START Supplied material

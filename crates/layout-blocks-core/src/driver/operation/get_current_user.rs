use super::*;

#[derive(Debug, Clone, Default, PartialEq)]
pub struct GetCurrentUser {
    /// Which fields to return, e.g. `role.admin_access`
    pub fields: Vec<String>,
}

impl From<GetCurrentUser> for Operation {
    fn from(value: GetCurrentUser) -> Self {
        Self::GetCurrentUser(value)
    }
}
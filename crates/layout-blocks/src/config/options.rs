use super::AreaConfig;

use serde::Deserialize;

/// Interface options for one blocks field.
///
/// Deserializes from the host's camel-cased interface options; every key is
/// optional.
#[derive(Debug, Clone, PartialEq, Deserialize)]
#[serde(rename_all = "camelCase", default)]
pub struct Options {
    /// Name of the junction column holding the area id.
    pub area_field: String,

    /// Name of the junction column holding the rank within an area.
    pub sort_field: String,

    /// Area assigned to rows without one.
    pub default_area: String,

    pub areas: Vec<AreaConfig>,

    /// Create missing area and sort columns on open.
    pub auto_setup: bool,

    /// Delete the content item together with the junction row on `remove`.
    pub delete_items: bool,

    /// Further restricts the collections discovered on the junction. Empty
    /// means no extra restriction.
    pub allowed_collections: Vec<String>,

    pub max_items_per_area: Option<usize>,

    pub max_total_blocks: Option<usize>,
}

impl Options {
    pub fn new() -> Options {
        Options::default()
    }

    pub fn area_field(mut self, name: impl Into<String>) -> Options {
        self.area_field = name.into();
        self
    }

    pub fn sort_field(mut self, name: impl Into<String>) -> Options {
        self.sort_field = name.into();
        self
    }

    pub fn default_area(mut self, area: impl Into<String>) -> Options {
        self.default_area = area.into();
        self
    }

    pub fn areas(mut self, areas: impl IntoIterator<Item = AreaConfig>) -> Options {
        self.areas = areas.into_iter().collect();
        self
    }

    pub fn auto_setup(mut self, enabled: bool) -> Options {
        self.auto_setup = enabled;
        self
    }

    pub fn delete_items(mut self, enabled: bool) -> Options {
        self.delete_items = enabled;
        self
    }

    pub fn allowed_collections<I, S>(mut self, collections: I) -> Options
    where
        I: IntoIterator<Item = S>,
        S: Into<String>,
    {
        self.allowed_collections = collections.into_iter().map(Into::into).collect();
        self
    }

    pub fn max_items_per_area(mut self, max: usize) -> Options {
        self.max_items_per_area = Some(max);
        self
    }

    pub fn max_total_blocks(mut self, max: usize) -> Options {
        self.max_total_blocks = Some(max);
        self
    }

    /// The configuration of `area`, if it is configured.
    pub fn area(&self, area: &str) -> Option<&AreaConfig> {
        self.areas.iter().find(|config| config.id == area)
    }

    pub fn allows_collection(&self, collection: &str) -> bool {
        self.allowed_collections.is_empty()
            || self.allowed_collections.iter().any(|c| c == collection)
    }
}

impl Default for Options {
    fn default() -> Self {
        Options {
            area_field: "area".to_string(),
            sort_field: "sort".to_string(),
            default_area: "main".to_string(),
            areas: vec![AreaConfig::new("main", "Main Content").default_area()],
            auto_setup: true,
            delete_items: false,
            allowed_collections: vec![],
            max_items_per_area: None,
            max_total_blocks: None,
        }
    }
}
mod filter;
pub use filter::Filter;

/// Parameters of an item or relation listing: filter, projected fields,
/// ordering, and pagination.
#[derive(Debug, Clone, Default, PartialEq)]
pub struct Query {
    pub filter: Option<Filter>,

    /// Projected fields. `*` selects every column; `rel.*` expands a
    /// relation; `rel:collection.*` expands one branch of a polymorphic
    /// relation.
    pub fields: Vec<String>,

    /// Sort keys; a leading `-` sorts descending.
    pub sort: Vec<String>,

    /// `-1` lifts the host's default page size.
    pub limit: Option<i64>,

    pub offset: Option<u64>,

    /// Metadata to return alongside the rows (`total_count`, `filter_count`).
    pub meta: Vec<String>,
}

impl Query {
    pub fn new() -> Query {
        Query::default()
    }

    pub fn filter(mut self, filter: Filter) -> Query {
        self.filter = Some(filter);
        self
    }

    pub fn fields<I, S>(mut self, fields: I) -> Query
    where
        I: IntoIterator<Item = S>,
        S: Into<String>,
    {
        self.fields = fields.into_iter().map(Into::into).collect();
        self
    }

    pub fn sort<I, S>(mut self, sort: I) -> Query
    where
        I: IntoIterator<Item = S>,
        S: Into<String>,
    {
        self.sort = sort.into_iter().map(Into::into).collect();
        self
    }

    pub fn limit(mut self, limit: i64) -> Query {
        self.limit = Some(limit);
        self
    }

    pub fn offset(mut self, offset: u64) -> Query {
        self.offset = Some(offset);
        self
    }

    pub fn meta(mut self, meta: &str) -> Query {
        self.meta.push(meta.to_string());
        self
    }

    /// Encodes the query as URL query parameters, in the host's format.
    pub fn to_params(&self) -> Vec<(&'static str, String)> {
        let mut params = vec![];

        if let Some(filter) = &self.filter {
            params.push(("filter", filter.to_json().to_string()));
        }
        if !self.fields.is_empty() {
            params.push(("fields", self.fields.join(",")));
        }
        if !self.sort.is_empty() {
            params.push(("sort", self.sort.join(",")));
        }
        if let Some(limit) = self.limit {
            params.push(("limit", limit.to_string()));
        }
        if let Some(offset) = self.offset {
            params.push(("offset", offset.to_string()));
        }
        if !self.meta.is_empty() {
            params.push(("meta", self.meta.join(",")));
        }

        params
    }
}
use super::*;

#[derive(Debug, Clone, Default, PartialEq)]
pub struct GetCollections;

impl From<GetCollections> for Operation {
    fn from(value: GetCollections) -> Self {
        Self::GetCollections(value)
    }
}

END Supplied material
START Supplied material

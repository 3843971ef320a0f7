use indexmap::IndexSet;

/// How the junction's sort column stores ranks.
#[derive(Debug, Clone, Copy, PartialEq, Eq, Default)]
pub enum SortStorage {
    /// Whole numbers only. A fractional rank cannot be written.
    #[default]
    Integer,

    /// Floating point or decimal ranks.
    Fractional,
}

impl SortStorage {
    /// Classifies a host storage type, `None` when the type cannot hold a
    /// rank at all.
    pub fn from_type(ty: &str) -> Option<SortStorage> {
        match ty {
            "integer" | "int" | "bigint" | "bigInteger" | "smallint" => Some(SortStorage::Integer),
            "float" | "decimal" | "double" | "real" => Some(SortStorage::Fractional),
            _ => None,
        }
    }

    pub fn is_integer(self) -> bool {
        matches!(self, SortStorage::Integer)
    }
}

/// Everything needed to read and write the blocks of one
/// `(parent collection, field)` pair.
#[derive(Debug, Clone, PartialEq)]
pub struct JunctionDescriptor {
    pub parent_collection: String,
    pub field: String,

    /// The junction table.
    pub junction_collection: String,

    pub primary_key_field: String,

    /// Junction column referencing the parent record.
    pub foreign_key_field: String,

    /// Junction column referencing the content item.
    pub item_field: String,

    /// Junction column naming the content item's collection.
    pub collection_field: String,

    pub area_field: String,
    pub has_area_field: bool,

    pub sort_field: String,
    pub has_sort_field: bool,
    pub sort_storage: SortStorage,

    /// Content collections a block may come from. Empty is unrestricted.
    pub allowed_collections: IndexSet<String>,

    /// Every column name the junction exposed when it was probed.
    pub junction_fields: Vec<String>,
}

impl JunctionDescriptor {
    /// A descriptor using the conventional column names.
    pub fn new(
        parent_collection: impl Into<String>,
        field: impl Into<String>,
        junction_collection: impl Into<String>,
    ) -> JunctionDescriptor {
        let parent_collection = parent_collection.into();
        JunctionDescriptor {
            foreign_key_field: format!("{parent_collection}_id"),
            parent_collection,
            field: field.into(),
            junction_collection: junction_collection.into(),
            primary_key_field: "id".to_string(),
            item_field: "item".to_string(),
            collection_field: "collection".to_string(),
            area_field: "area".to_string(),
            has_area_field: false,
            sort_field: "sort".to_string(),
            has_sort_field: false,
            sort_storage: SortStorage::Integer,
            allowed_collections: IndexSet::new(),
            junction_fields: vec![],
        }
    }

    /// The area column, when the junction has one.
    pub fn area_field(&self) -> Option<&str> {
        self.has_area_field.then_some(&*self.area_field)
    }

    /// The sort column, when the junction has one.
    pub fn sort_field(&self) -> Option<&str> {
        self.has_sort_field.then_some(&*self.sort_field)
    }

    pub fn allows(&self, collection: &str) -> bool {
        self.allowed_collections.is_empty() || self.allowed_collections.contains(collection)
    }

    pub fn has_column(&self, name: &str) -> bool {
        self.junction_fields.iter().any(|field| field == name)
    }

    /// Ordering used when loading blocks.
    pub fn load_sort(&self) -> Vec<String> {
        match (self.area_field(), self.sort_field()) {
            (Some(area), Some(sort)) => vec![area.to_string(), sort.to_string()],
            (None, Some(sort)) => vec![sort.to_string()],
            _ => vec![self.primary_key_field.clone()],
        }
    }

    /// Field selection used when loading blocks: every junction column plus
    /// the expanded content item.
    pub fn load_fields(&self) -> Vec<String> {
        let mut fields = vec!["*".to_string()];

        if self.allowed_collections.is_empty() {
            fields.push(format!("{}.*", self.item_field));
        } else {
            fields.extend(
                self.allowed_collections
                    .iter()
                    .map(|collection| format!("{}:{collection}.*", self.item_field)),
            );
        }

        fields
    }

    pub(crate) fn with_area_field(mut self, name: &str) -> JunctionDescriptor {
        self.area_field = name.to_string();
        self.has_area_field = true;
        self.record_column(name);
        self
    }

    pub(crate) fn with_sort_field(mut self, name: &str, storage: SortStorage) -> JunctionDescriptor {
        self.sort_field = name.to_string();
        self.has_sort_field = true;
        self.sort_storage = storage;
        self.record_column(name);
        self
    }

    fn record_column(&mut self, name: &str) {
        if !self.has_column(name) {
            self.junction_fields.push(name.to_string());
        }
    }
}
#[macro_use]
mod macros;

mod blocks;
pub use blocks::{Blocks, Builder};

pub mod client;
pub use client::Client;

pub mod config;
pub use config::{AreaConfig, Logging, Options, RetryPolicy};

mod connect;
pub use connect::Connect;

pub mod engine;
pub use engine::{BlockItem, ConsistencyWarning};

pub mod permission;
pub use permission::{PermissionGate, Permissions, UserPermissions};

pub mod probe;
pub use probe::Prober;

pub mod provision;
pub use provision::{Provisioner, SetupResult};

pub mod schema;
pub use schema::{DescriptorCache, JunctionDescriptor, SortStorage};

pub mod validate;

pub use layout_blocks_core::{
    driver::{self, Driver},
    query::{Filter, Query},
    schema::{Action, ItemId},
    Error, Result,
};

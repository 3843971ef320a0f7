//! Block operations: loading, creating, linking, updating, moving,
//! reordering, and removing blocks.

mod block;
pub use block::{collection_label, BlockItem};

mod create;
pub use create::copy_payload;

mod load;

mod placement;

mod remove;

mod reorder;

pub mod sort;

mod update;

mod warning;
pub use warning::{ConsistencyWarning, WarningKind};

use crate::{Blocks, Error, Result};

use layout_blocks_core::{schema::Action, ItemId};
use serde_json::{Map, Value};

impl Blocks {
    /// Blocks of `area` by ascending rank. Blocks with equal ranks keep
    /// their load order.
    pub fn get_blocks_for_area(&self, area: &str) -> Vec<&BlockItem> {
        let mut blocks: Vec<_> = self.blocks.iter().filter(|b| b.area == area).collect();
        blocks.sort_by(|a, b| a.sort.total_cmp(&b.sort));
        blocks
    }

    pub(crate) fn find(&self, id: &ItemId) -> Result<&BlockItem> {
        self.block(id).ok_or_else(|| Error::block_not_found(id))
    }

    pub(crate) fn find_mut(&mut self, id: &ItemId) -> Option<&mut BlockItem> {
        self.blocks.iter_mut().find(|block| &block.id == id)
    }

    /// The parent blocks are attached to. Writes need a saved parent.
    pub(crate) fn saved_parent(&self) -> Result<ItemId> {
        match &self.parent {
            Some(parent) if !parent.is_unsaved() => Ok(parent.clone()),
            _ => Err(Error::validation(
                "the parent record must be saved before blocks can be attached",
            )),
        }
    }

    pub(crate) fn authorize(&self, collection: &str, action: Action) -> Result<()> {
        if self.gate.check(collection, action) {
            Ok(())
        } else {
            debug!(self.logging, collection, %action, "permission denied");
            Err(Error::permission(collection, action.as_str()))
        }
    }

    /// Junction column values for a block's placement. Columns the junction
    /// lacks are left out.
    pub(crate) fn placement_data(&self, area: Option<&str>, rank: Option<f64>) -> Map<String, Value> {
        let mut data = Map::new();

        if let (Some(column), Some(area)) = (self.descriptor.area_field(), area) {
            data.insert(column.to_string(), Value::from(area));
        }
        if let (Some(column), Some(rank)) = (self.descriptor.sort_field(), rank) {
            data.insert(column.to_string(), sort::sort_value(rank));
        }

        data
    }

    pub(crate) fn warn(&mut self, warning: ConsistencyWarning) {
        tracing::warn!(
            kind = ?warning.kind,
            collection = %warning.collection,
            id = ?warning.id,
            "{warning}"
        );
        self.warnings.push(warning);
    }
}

END Supplied material

• _The task_: Going line by line through the listing above, count those that contain "ConsistencyWarning" and give only the result.

• _Final answer_: 3